What the exercise asks: Copy out, word for word, the lines from the start of the data below through the line containing "Ctrl+C or SIGTERM", and no others.

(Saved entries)
=== Section Start ===

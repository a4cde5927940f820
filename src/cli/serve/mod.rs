//! Serve command - runs the HTTP API

use std::net::SocketAddr;
use std::sync::Arc;

use tokio::net::TcpListener;
use tokio::signal;
use tracing::{info, warn};

use crate::api::{create_router, AppState};
use crate::config::AppConfig;

/// Run the HTTP server until Ctrl+C or SIGTERM
pub async fn run() -> anyhow::Result<()> {
    let config = super::prepare()?;

    let service = crate::create_service(&config)?;
    let app = create_router(
        AppState::new(Arc::new(service)),
        config.server.max_upload_bytes,
    );

    let addr = build_socket_addr(&config)?;
    info!(
        %addr,
        provider = %config.provider.kind,
        max_upload_bytes = config.server.max_upload_bytes,
        "Starting server"
    );

    let listener = TcpListener::bind(addr).await?;
    axum::serve(listener, app)
        .with_graceful_shutdown(shutdown_signal())
        .await?;

    info!("Server shutdown complete");

    Ok(())
}

fn build_socket_addr(config: &AppConfig) -> anyhow::Result<SocketAddr> {
    Ok(SocketAddr::from((
        config.server.host.parse::<std::net::IpAddr>()?,
        config.server.port,
    )))
}

async fn shutdown_signal() {
    let ctrl_c = async {
        if let Err(e) = signal::ctrl_c().await {
            warn!(error = %e, "Failed to install Ctrl+C handler");
            std::future::pending::<()>().await;
        }
    };

    #[cfg(unix)]
    let terminate = async {
        match signal::unix::signal(signal::unix::SignalKind::terminate()) {
            Ok(mut sigterm) => {
                sigterm.recv().await;
            }
            Err(e) => {
                warn!(error = %e, "Failed to install SIGTERM handler");
                std::future::pending::<()>().await;
            }
        }
    };

    #[cfg(not(unix))]
    let terminate = std::future::pending::<()>();

    tokio::select! {
        _ = ctrl_c => {
            info!("Received Ctrl+C, initiating graceful shutdown");
        }
        _ = terminate => {
            info!("Received SIGTERM, initiating graceful shutdown");
        }
    }
}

=== Section End ===

Final answer:
repository a4cde5927940f820
filename src/cli/serve/mod.rs
//! Serve command - runs the HTTP API

use std::net::SocketAddr;
use std::sync::Arc;

use tokio::net::TcpListener;
use tokio::signal;
use tracing::{info, warn};

use crate::api::{create_router, AppState};
use crate::config::AppConfig;

/// Run the HTTP server until Ctrl+C or SIGTERM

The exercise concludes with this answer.